↓↓↓

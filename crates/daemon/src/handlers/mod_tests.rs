// SPDX-License-Identifier: BUSL-1.1
// Copyright (c) 2026 Alfred Jean LLC

use super::*;
use crate::store::Store;
use fmdm_backends::test_support::FakeBackend;
use fmdm_backends::BackendRouter;
use fmdm_config::MemoryConfiguration;
use fmdm_core::CuratedModelInfo;

fn context() -> HandlerContext {
    let store = Store::new("0.1.0");
    store.set_curated_models(
        vec![CuratedModelInfo::new("cpu:m", fmdm_core::ModelKind::Cpu, chrono::Utc::now())],
        fmdm_core::ModelCheckStatus::Done,
    );
    let downloads = DownloadManager::spawn(
        store.clone(),
        BackendRouter::new(FakeBackend::succeeding(), FakeBackend::succeeding(), FakeBackend::succeeding()),
    );
    let lifecycle = Arc::new(LifecycleManager::new(store.clone(), downloads.clone(), Arc::new(crate::lifecycle::StubIndexer)));
    HandlerContext { store, config: Arc::new(MemoryConfiguration::new(None)), lifecycle, downloads }
}

#[tokio::test]
async fn ping_dispatches_to_pong() {
    let ctx = context();
    match dispatch(&ctx, Request::Ping { id: "r1".to_string() }) {
        Dispatched::Responses(responses) => assert_eq!(responses, vec![Response::Pong { id: "r1".to_string() }]),
        _ => panic!("expected Responses"),
    }
}

#[tokio::test]
async fn unknown_client_type_is_rejected_without_mutating_state() {
    let ctx = context();
    match dispatch(&ctx, Request::ConnectionInit { client_type: "robot".to_string() }) {
        Dispatched::Responses(responses) => assert_eq!(responses.len(), 1),
        Dispatched::ConnectionInit { .. } => panic!("unknown clientType must not be accepted"),
    }
}
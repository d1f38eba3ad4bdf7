// SPDX-License-Identifier: BUSL-1.1
// Copyright (c) 2026 Alfred Jean LLC

//! Clock abstraction for testable time handling.

use chrono::{DateTime, Utc};
use parking_lot::Mutex;
use std::sync::Arc;
use std::time::{Duration, Instant};

/// A clock that provides the current time.
pub trait Clock: Clone + Send + Sync + 'static {
    fn now(&self) -> Instant;
    fn utc_now(&self) -> DateTime<Utc>;
}

/// Real system clock.
#[derive(Clone, Default)]
pub struct SystemClock;

impl Clock for SystemClock {
    fn now(&self) -> Instant {
        Instant::now()
    }

    fn utc_now(&self) -> DateTime<Utc> {
        Utc::now()
    }
}

/// Fake clock for testing with controllable time.
#[derive(Clone)]
pub struct FakeClock {
    instant: Arc<Mutex<Instant>>,
    utc: Arc<Mutex<DateTime<Utc>>>,
}

impl FakeClock {
    pub fn new() -> Self {
        Self {
            instant: Arc::new(Mutex::new(Instant::now())),
            utc: Arc::new(Mutex::new(DateTime::UNIX_EPOCH)),
        }
    }

    pub fn advance(&self, duration: Duration) {
        *self.instant.lock() += duration;
        *self.utc.lock() += duration;
    }
}

impl Default for FakeClock {
    fn default() -> Self {
        Self::new()
    }
}

impl Clock for FakeClock {
    fn now(&self) -> Instant {
        *self.instant.lock()
    }

    fn utc_now(&self) -> DateTime<Utc> {
        *self.utc.lock()
    }
}

#[cfg(test)]
#[path = "clock_tests.rs"]
mod tests;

↑↑↑

§ **REQUIRED ACTION**: The whole listing, restated word for word, is the expected answer.

§ **EXERCISE ANSWER**:
filename crates/daemon/src/handlers/mod_tests.rs
// SPDX-License-Identifier: BUSL-1.1
// Copyright (c) 2026 Alfred Jean LLC

use super::*;
use crate::store::Store;
use fmdm_backends::test_support::FakeBackend;
use fmdm_backends::BackendRouter;
use fmdm_config::MemoryConfiguration;
use fmdm_core::CuratedModelInfo;

fn context() -> HandlerContext {
    let store = Store::new("0.1.0");
    store.set_curated_models(
        vec![CuratedModelInfo::new("cpu:m", fmdm_core::ModelKind::Cpu, chrono::Utc::now())],
        fmdm_core::ModelCheckStatus::Done,
    );
    let downloads = DownloadManager::spawn(
        store.clone(),
        BackendRouter::new(FakeBackend::succeeding(), FakeBackend::succeeding(), FakeBackend::succeeding()),
    );
    let lifecycle = Arc::new(LifecycleManager::new(store.clone(), downloads.clone(), Arc::new(crate::lifecycle::StubIndexer)));
    HandlerContext { store, config: Arc::new(MemoryConfiguration::new(None)), lifecycle, downloads }
}

#[tokio::test]
async fn ping_dispatches_to_pong() {
    let ctx = context();
    match dispatch(&ctx, Request::Ping { id: "r1".to_string() }) {
        Dispatched::Responses(responses) => assert_eq!(responses, vec![Response::Pong { id: "r1".to_string() }]),
        _ => panic!("expected Responses"),
    }
}

#[tokio::test]
async fn unknown_client_type_is_rejected_without_mutating_state() {
    let ctx = context();
    match dispatch(&ctx, Request::ConnectionInit { client_type: "robot".to_string() }) {
        Dispatched::Responses(responses) => assert_eq!(responses.len(), 1),
        Dispatched::ConnectionInit { .. } => panic!("unknown clientType must not be accepted"),
    }
}
repository d1f38eba3ad4bdf7
// SPDX-License-Identifier: BUSL-1.1
// Copyright (c) 2026 Alfred Jean LLC

//! Clock abstraction for testable time handling.

use chrono::{DateTime, Utc};
use parking_lot::Mutex;
use std::sync::Arc;
use std::time::{Duration, Instant};

/// A clock that provides the current time.
pub trait Clock: Clone + Send + Sync + 'static {
    fn now(&self) -> Instant;
    fn utc_now(&self) -> DateTime<Utc>;
}

/// Real system clock.
#[derive(Clone, Default)]
pub struct SystemClock;

impl Clock for SystemClock {
    fn now(&self) -> Instant {
        Instant::now()
    }

    fn utc_now(&self) -> DateTime<Utc> {
        Utc::now()
    }
}

/// Fake clock for testing with controllable time.
#[derive(Clone)]
pub struct FakeClock {
    instant: Arc<Mutex<Instant>>,
    utc: Arc<Mutex<DateTime<Utc>>>,
}

impl FakeClock {
    pub fn new() -> Self {
        Self {
            instant: Arc::new(Mutex::new(Instant::now())),
            utc: Arc::new(Mutex::new(DateTime::UNIX_EPOCH)),
        }
    }

    pub fn advance(&self, duration: Duration) {
        *self.instant.lock() += duration;
        *self.utc.lock() += duration;
    }
}

impl Default for FakeClock {
    fn default() -> Self {
        Self::new()
    }
}

impl Clock for FakeClock {
    fn now(&self) -> Instant {
        *self.instant.lock()
    }

    fn utc_now(&self) -> DateTime<Utc> {
        *self.utc.lock()
    }
}

#[cfg(test)]
#[path = "clock_tests.rs"]
mod tests;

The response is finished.